Douban Self Taste Skill
Collect the user's own Douban history, keep a local cache fresh, and analyze it carefully.
Scope
Use this skill only for the user's own Douban data, including:
- the user's own movie / book / music / game shelves
- the user's own ratings, tags, short comments, reviews, and dates
- local exports, saved HTML pages, or cached JSON derived from the user's own account
- fresh re-crawls of the user's own logged-in pages when cache is missing or stale
Do not use this skill for public-user scraping, whole-site crawling, hidden/private data claims, or MCP-server design.
Storage layout
Use these paths unless the user explicitly asks for a different layout:
- cookies:
.local/douban-self-taste/cookies/douban_cookies.json - crawl cache:
.local/douban-self-taste/cache/collections/ - analysis outputs:
.local/douban-self-taste/analysis/
Treat the cache as reusable local working data.

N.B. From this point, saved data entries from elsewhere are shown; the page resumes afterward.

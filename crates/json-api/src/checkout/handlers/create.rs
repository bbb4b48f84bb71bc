//! Create Checkout Handler
//!
//! Turns a client cart into the WhatsApp handoff. The cart is re-validated
//! server-side against live stock before anything irreversible happens, so a
//! stale client snapshot can never oversell.

use std::sync::Arc;

use salvo::{
    oapi::{ToSchema, extract::JsonBody},
    prelude::*,
};
use serde::{Deserialize, Serialize};
use uuid::Uuid;

use kiosk::checkout::{CustomerInfo, PaymentMethod};
use kiosk_app::domain::checkout::data::{CheckoutRequest, CheckoutSummary, OrderLine};

use crate::{checkout::errors::into_status_error, extensions::*, state::State};

/// One requested order line
#[derive(Debug, Serialize, Deserialize, ToSchema)]
pub(crate) struct OrderLineBody {
    /// Product being bought
    pub product: Uuid,

    /// Units requested
    pub quantity: u32,
}

/// Customer details from the checkout form
#[derive(Debug, Serialize, Deserialize, ToSchema)]
pub(crate) struct CustomerBody {
    pub name: String,
    pub roblox_username: String,
    pub whatsapp: String,
}

/// Payment methods offered at checkout, mirrored for the wire
#[derive(Debug, Clone, Copy, Serialize, Deserialize, ToSchema)]
#[serde(rename_all = "snake_case")]
pub(crate) enum PaymentMethodBody {
    Dana,
    Gopay,
    ShopeePay,
    SeaBank,
    Qris,
}

impl From<PaymentMethodBody> for PaymentMethod {
    fn from(method: PaymentMethodBody) -> Self {
        match method {
            PaymentMethodBody::Dana => PaymentMethod::Dana,
            PaymentMethodBody::Gopay => PaymentMethod::Gopay,
            PaymentMethodBody::ShopeePay => PaymentMethod::ShopeePay,
            PaymentMethodBody::SeaBank => PaymentMethod::SeaBank,
            PaymentMethodBody::Qris => PaymentMethod::Qris,
        }
    }
}

/// Create Checkout Request
#[derive(Debug, Serialize, Deserialize, ToSchema)]
pub(crate) struct CreateCheckoutRequest {
    pub lines: Vec<OrderLineBody>,
    pub customer: CustomerBody,
    pub payment_method: PaymentMethodBody,
    #[serde(default)]
    pub voucher_code: Option<String>,
}

impl From<CreateCheckoutRequest> for CheckoutRequest {
    fn from(request: CreateCheckoutRequest) -> Self {
        CheckoutRequest {
            lines: request
                .lines
                .into_iter()
                .map(|line| OrderLine {
                    product: line.product.into(),
                    quantity: line.quantity,
                })
                .collect(),
            customer: CustomerInfo {
                name: request.customer.name,
                roblox_username: request.customer.roblox_username,
                whatsapp: request.customer.whatsapp,
            },
            payment_method: request.payment_method.into(),
            voucher_code: request.voucher_code,
        }
    }
}

/// Checkout Response
#[derive(Debug, Serialize, Deserialize, ToSchema)]
pub(crate) struct CheckoutResponse {
    /// The rendered order message
    pub message: String,

    /// `wa.me` link the shopper opens to finish the purchase
    pub whatsapp_url: String,

    /// Sum of line totals in whole rupiah
    pub subtotal: u64,

    /// Discount applied, zero without a voucher
    pub discount: u64,

    /// Subtotal minus discount
    pub total: u64,

    /// Canonical code of the applied voucher, if any
    pub voucher_code: Option<String>,
}

impl From<CheckoutSummary> for CheckoutResponse {
    fn from(summary: CheckoutSummary) -> Self {
        CheckoutResponse {
            message: summary.message,
            whatsapp_url: summary.whatsapp_url,
            subtotal: summary.subtotal,
            discount: summary.discount,
            total: summary.total,
            voucher_code: summary.voucher_code,
        }
    }
}

/// Create Checkout Handler
#[endpoint(
    tags("checkout"),
    summary = "Checkout",
    responses(
        (status_code = StatusCode::OK, description = "Order handed off to WhatsApp"),
        (status_code = StatusCode::BAD_REQUEST, description = "Cart or voucher is invalid"),
        (status_code = StatusCode::CONFLICT, description = "Stock or voucher changed since the cart was filled"),
        (status_code = StatusCode::INTERNAL_SERVER_ERROR, description = "Internal Server Error"),
    ),
)]
pub(crate) async fn handler(
    json: JsonBody<CreateCheckoutRequest>,
    depot: &mut Depot,
) -> Result<Json<CheckoutResponse>, StatusError> {
    let state = depot.obtain_or_500::<Arc<State>>()?;

    let summary = state
        .app
        .checkout
        .checkout(json.into_inner().into())
        .await
        .map_err(into_status_error)?;

    Ok(Json(summary.into()))
}
use clap::Args;
use kiosk_app::{
    database::{self, Db},
    domain::vouchers::{PgVouchersService, VouchersService},
};

/// List all vouchers.
#[derive(Debug, Args)]
pub(crate) struct ListVouchersArgs {
    /// PostgreSQL connection string
    #[arg(long, env = "DATABASE_URL")]
    database_url: String,
}

pub(crate) async fn run(args: ListVouchersArgs) -> Result<(), String> {
    let pool = database::connect(&args.database_url)
        .await
        .map_err(|error| format!("failed to connect to database: {error}"))?;

    let service = PgVouchersService::new(Db::new(pool));

    let vouchers = service
        .list_vouchers()
        .await
        .map_err(|error| format!("failed to list vouchers: {error}"))?;

    for voucher in vouchers {
        let usage = match voucher.usage_limit {
            Some(limit) => format!("{}/{limit}", voucher.used_count),
            None => format!("{}/∞", voucher.used_count),
        };

        println!(
            "{}\t{}\t{:?} {}\tused {}\t{}",
            voucher.code,
            voucher.name,
            voucher.discount_type,
            voucher.discount_value,
            usage,
            if voucher.is_active { "active" } else { "inactive" },
        );
    }

    Ok(())
}
//! Inventory
//!
//! Read-only stock snapshots fetched on demand from the product store. A
//! snapshot is stale the moment it is taken; it informs advisory cart
//! reconciliation and the availability gate on product listings, but checkout
//! must always re-validate against fresh data.

use rustc_hash::FxHashMap;
use serde::{Deserialize, Serialize};

/// Stock and availability for one product at the moment of the fetch.
#[derive(Debug, Clone, PartialEq, Eq, Serialize, Deserialize)]
pub struct InventoryRecord {
    /// Product identifier.
    pub product_id: String,

    /// Units currently in stock.
    pub stock_count: u32,

    /// Whether the product may be purchased at all. Records from stores
    /// without the availability column omit the field and default to `true`.
    #[serde(default = "default_available")]
    pub is_available: bool,
}

fn default_available() -> bool {
    true
}

/// A point-in-time view over a set of inventory records, keyed by product id.
#[derive(Debug, Default)]
pub struct InventorySnapshot {
    records: FxHashMap<String, InventoryRecord>,
}

impl InventorySnapshot {
    /// Builds a snapshot from fetched records.
    pub fn from_records(records: impl IntoIterator<Item = InventoryRecord>) -> Self {
        Self {
            records: records
                .into_iter()
                .map(|record| (record.product_id.clone(), record))
                .collect(),
        }
    }

    /// Returns the record for `product_id`, if the snapshot covers it.
    #[must_use]
    pub fn get(&self, product_id: &str) -> Option<&InventoryRecord> {
        self.records.get(product_id)
    }

    /// Whether the product may be purchased. Products the snapshot does not
    /// cover default to available.
    #[must_use]
    pub fn is_available(&self, product_id: &str) -> bool {
        self.get(product_id).is_none_or(|record| record.is_available)
    }

    /// The largest purchasable quantity for the product, or `None` when the
    /// snapshot does not cover it.
    #[must_use]
    pub fn ceiling(&self, product_id: &str) -> Option<u32> {
        self.get(product_id).map(|record| record.stock_count)
    }

    /// Number of products the snapshot covers.
    #[must_use]
    pub fn len(&self) -> usize {
        self.records.len()
    }

    /// Whether the snapshot covers no products.
    #[must_use]
    pub fn is_empty(&self) -> bool {
        self.records.is_empty()
    }
}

Do not scatter generated files across the repo.
Read references/storage-layout.md for exact file naming conventions.
Required workflow
Follow this order.
1. Decide whether crawling is needed
Check whether local crawl cache already exists for the requested category.

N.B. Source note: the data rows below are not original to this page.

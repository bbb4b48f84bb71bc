//! Delete Testimonial Handler

use std::sync::Arc;

use salvo::{oapi::extract::PathParam, prelude::*};
use uuid::Uuid;

use crate::{extensions::*, state::State, testimonials::errors::into_status_error};

/// Delete Testimonial Handler
#[endpoint(
    tags("admin", "testimonials"),
    summary = "Delete Testimonial",
    security(("bearer_auth" = [])),
    responses(
        (status_code = StatusCode::OK, description = "Testimonial deleted"),
        (status_code = StatusCode::NOT_FOUND, description = "Testimonial not found"),
        (status_code = StatusCode::BAD_REQUEST, description = "Bad Request"),
        (status_code = StatusCode::INTERNAL_SERVER_ERROR, description = "Internal Server Error"),
    ),
)]
pub(crate) async fn handler(
    testimonial: PathParam<Uuid>,
    depot: &mut Depot,
) -> Result<StatusCode, StatusError> {
    let state = depot.obtain_or_500::<Arc<State>>()?;

    state
        .app
        .testimonials
        .delete_testimonial(testimonial.into_inner().into())
        .await
        .map_err(into_status_error)?;

    Ok(StatusCode::OK)
}
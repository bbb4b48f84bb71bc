//! Delete Category Handler
//!
//! Products in a deleted category fall back to uncategorized rather than
//! disappearing from the storefront.

use std::sync::Arc;

use salvo::{oapi::extract::PathParam, prelude::*};
use uuid::Uuid;

use crate::{categories::errors::into_status_error, extensions::*, state::State};

/// Delete Category Handler
#[endpoint(
    tags("admin", "categories"),
    summary = "Delete Category",
    security(("bearer_auth" = [])),
    responses(
        (status_code = StatusCode::OK, description = "Category deleted"),
        (status_code = StatusCode::NOT_FOUND, description = "Category not found"),
        (status_code = StatusCode::BAD_REQUEST, description = "Bad Request"),
        (status_code = StatusCode::INTERNAL_SERVER_ERROR, description = "Internal Server Error"),
    ),
)]
pub(crate) async fn handler(
    category: PathParam<Uuid>,
    depot: &mut Depot,
) -> Result<StatusCode, StatusError> {
    let state = depot.obtain_or_500::<Arc<State>>()?;

    state
        .app
        .categories
        .delete_category(category.into_inner().into())
        .await
        .map_err(into_status_error)?;

    Ok(StatusCode::OK)
}
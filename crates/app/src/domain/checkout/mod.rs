//! Checkout

pub mod data;
pub mod errors;
pub mod service;

pub use errors::CheckoutServiceError;
pub use service::*;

- If no cache exists, crawling is needed.
- If cache exists but its
fetched_attimestamp is older than 7 days, crawling is needed. - Otherwise, reuse the local cache.
Prefer the smallest sufficient refresh.
- If the user asks about books, prioritize book cache.
- If the user asks about movies, prioritize movie cache.
- You may use small amounts of other categories as weak supplementary context, but keep the requested category primary.
2. If crawling is needed, verify cookie availability
Check whether the cookie file exists and is plausibly usable.
Treat cookies as unavailable when:
- the cookie file is missing
- the cookie file is empty or malformed
- the crawl clearly redirects to login or otherwise fails due to authentication
If cookies are unavailable or expired, ask the user for fresh cookies before crawling.
Do not pretend a crawl succeeded when authentication failed.
3. Crawl and persist locally
When cookies are available, crawl the user's own Douban shelves and store the refreshed result in local JSON cache files.
Use scripts/crawl_douban_self_history.py for logged-in crawling.
Use scripts/extract_douban_self_history.py when the user already has saved HTML files.
After crawling:
- save normalized JSON to the cache directory
- include
fetched_at - keep category and status explicit
- preserve raw comments and rating information
4. Analyze after data is ready
Only start analysis after confirming that either:
- fresh cache exists, or
- a successful new crawl has been saved locally
Use scripts/build_taste_profile.py to build an analysis-ready summary when helpful.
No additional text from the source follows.